During my middle school years, while my friends and I all became awkward and self-conscious, the numbers of our once massive troop began to dwindle drastically. With my friends quitting Scouts to play sports, my loyalty to the organization began to waver. My mother told me that if I wanted to quit, I could, the option was always on the table, all I had to do was tell her I didn’t want to do it anymore. There were a few moments, where I remember seriously contemplating this option, however there was one huge thing that I knew I desperately wanted to do, that I would lose if I quit Scouting. At the time this thing was called Wider Opportunities, now it is known as the Destination program.

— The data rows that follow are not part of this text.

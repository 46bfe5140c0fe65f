//! Batch engine: the pure per-record pipeline over a collected table.
//!
//! normalise → classify → score → audit, repeated over the batch in
//! collector order. No I/O, no state, no retries; an empty input is an
//! empty output, not an error.

use tracing::debug;

use crate::audit::{AuditStatus, audit_unidentified};
use crate::classify::{Evidence, classify};
use crate::notice::Notice;
use crate::rules::{RuleSet, TransferDirection, UNIDENTIFIED};
use crate::score::{Score, score};

/// Derived classification attached to one notice.
#[derive(Debug, Clone)]
pub struct Classification {
    /// A rule-table category, or [`UNIDENTIFIED`].
    pub categoria: String,
    /// Transfer direction of the matched category; `None` when unidentified.
    pub transferencia: Option<TransferDirection>,
    /// Mechanism label of the matched category; `None` when unidentified.
    pub mecanismo: Option<String>,
    /// Intensity score with tier and breakdown.
    pub indice: Score,
    /// Keyword (or sentinel) that produced the category.
    pub evidencia: Evidence,
    /// Advisory review flag.
    pub auditoria: AuditStatus,
}

impl Classification {
    pub fn is_identified(&self) -> bool {
        self.categoria != UNIDENTIFIED
    }
}

/// One notice together with its derived classification.
#[derive(Debug, Clone)]
pub struct AnalyzedNotice {
    pub notice: Notice,
    pub classification: Classification,
}

/// Classify, score and audit a single notice.
pub fn analyze_one(rules: &RuleSet, notice: &Notice) -> Classification {
    match classify(rules, &notice.detalle, notice.process_type()) {
        Some((rule, evidencia)) => Classification {
            categoria: rule.categoria.clone(),
            transferencia: Some(rule.transferencia.clone()),
            mecanismo: Some(rule.mecanismo.clone()),
            indice: score(rule, notice.process_type()),
            evidencia,
            auditoria: AuditStatus::Ok,
        },
        None => Classification {
            categoria: UNIDENTIFIED.to_string(),
            transferencia: None,
            mecanismo: None,
            indice: Score::zero(),
            evidencia: Evidence::None,
            auditoria: audit_unidentified(rules, &notice.detalle),
        },
    }
}

/// Run the pipeline over a whole collected batch, preserving input order.
pub fn analyze(rules: &RuleSet, notices: &[Notice]) -> Vec<AnalyzedNotice> {
    let analyzed: Vec<AnalyzedNotice> = notices
        .iter()
        .map(|notice| AnalyzedNotice {
            notice: notice.clone(),
            classification: analyze_one(rules, notice),
        })
        .collect();

    let identified = analyzed
        .iter()
        .filter(|a| a.classification.is_identified())
        .count();
    let flagged = analyzed
        .iter()
        .filter(|a| a.classification.auditoria.needs_review())
        .count();
    debug!(
        total = analyzed.len(),
        identified, flagged, "batch analysis complete"
    );

    analyzed
}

I had seen and talked to older girls, whom I much admired, who had promised me these opportunities to travel the world, and have the time of my life meeting other scouts from all around the globe. All I had to do was stay in scouting long enough, to be old enough to partake in one of these adventures. So hold on I did, anxiously counting the years, months and days, until I would be old enough to go on one of these excursions I had heard so many fantastic things about.
Finally the opportunity arose, and when I was thirteen (2003) I went on my first council sponsored Wider Op to Our Cabana, in Mexico. I would now call this experience life changing. My appetite for travel began to grow, I couldn’t fathom ever quelling the hunger for the chance to immerse myself in other cultures, and see the world. Every bite I got, though immensely satisfying, only made me crave more.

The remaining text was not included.